To the present day, antibiotics are among the most effective weapons available for fighting bacterial infections. They are one of the most important medical discoveries of modern times and have saved innumerable human lives.
Beating bacteria at their own game
Bacteria protect themselves from the environment using their cell wall. This outer shell, which consists of carbohydrates, also counters the effects of the osmotic pressure that prevails within the bacterial cell. When a bacterium divides, a special enzyme known as D-D transpeptidase ensures that the components of the cell wall are newly cross-linked. This is precisely the process targeted by penicillin, the first antibiotic to be discovered: it blocks the bacterial enzyme and thus prevents the microbes from dividing. Penicillin is produced from a mould fungus of the genus Penicillium, which can thereby protect itself from bacterial attacks. This is why the Scottish scientist Alexander Fleming was able to observe that in a bacterial culture contaminated with this fungus no bacteria grew in the proximity of the fungus.
It took another few years for this antibiotic effect to be tested on humans. Researchers in the 1940s and 1950s quickly discovered other substances formed by bacteria or fungi that inhibit the growth of other microbes or even destroy them. To the present day, antibiotics are among the most effective weapons available for fighting bacterial infections. They are one of the most important medical discoveries of modern times and have saved innumerable human lives. Antibiotics are produced synthetically or by using biotechnology.
Antibiotics - a wonder weapon?
Because they target structures that only arise in bacteria, antibiotics do not influence human metabolism. On the other hand, they are also useless against viruses, which have no metabolic system of their own. Unfortunately, doctors often prescribe antibiotics for colds, despite the fact that they are almost always caused by viruses. This inappropriate use, the premature termination of antibiotic treatment and their inconsistent consumption result in the emergence of an undesirable phenomenon: the spread of antibiotic resistance.
Bacteria can develop mechanisms for evading the effect of antibiotics. They can either alter the target of the drugs in such a way that it is no longer recognised by the antibiotic or produce molecules that enable them to render the antibiotic harmless. Moreover, bacteria can pass their newly acquired resistance mechanisms to other bacteria. The use of antibiotics for promoting growth and preventing disease in livestock breeding is also debated by experts as a cause of the increasing spread of antibiotic resistance.

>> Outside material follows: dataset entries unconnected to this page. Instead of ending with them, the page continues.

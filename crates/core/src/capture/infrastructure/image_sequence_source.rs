use std::path::{Path, PathBuf};
use std::time::Duration;

use thiserror::Error;

use crate::capture::domain::frame_source::{FrameSource, SourceMetadata};
use crate::shared::constants::IMAGE_EXTENSIONS;
use crate::shared::frame::Frame;

pub const DEFAULT_FPS: f64 = 30.0;

#[derive(Error, Debug)]
pub enum SourceError {
    #[error("{} does not exist", path.display())]
    NotFound { path: PathBuf },
    #[error("no images found in {}", path.display())]
    Empty { path: PathBuf },
    #[error("failed to list {}: {source}", path.display())]
    ReadDir {
        path: PathBuf,
        source: std::io::Error,
    },
    #[error("frame rate must be positive, got {0}")]
    InvalidFps(f64),
    #[error("image sequence source has not been opened")]
    NotOpened,
}

/// Plays a still image, or a directory of images sorted by file name, as a
/// video stream at a fixed frame rate.
///
/// Images are decoded lazily as the iterator advances and converted to RGB.
/// Frame `i` is stamped `i / fps` seconds after the start.
pub struct ImageSequenceSource {
    fps: f64,
    paths: Option<Vec<PathBuf>>,
}

impl ImageSequenceSource {
    pub fn new(fps: f64) -> Self {
        Self { fps, paths: None }
    }
}

impl Default for ImageSequenceSource {
    fn default() -> Self {
        Self::new(DEFAULT_FPS)
    }
}

impl FrameSource for ImageSequenceSource {
    fn open(&mut self, path: &Path) -> Result<SourceMetadata, Box<dyn std::error::Error>> {
        if !(self.fps.is_finite() && self.fps > 0.0) {
            return Err(SourceError::InvalidFps(self.fps).into());
        }
        if !path.exists() {
            return Err(SourceError::NotFound {
                path: path.to_path_buf(),
            }
            .into());
        }

        let paths = if path.is_dir() {
            list_images(path)?
        } else {
            vec![path.to_path_buf()]
        };
        let first = paths.first().ok_or_else(|| SourceError::Empty {
            path: path.to_path_buf(),
        })?;
        let (width, height) = image::image_dimensions(first)?;

        log::info!(
            "Opened {} image(s) from {} at {} fps",
            paths.len(),
            path.display(),
            self.fps
        );

        let metadata = SourceMetadata {
            width,
            height,
            fps: self.fps,
            total_frames: paths.len(),
            source_path: Some(path.to_path_buf()),
        };
        self.paths = Some(paths);
        Ok(metadata)
    }

    fn frames(
        &mut self,
    ) -> Box<dyn Iterator<Item = Result<Frame, Box<dyn std::error::Error>>> + '_> {
        let Some(paths) = self.paths.as_ref() else {
            return Box::new(std::iter::once(Err(SourceError::NotOpened.into())));
        };
        let fps = self.fps;
        Box::new(
            paths
                .iter()
                .enumerate()
                .map(move |(index, path)| load_frame(path, index, fps)),
        )
    }

    fn close(&mut self) {
        self.paths = None;
    }
}

fn list_images(dir: &Path) -> Result<Vec<PathBuf>, SourceError> {
    let read_dir_error = |source: std::io::Error| SourceError::ReadDir {
        path: dir.to_path_buf(),
        source,
    };
    let mut paths = Vec::new();
    for entry in std::fs::read_dir(dir).map_err(read_dir_error)? {
        let path = entry.map_err(read_dir_error)?.path();
        if path.is_file() && has_image_extension(&path) {
            paths.push(path);
        }
    }
    paths.sort();
    Ok(paths)
}

fn has_image_extension(path: &Path) -> bool {
    path.extension()
        .and_then(|e| e.to_str())
        .map(|e| IMAGE_EXTENSIONS.contains(&e.to_ascii_lowercase().as_str()))
        .unwrap_or(false)
}

fn load_frame(path: &Path, index: usize, fps: f64) -> Result<Frame, Box<dyn std::error::Error>> {
    let img = image::open(path)?.to_rgb8();
    let (width, height) = img.dimensions();
    Ok(Frame::new(img.into_raw(), width, height, 3, index)
        .with_timestamp(Duration::from_secs_f64(index as f64 / fps)))
}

Even the most minor bacterial infections can become dangerous as a result of antibiotic resistance. Multi-resistant bacterial strains, against which a number of different antibiotics are powerless, are spreading. According to the World Health Organisation, in the European Union, Iceland and Norway alone, every year 25,000 people die of bacterial infections that can no longer be treated using antibiotics. The European Centre for Disease Prevention and Control estimates that the financial damage suffered indirectly by the European Union due to antibiotic resistance amounts to 1.5 billion euros. Without antibiotics, not only would it be difficult to treat bacterial infections, organ transplants, chemotherapy and surgical interventions would also have far lower success rates. To prevent us from backsliding to an era similar to that which existed before the discovery of antibiotics, scientists are searching for new classes of antibiotics.
A race against the bacteria
Drug discovery is a topic of particular importance at the HZI. Several of the centre’s research groups dedicate their work to different aspects of this task. Some working groups use automated test processes to search through libraries containing thousands of substances for compounds that could be of interest from a therapeutic point of view. Others focus on bacterial groups, like myxobacteria and actinomycetes, which have already been identified as promising sources of active substances. However, the microbiologists, biotechnologists, pharmacists and natural products chemists at the HZI are also interested in organisms that have not yet been extensively studied. Using nature as a model, some scientists recreate antibiotics chemically to decode their mechanisms of action and to further optimise them.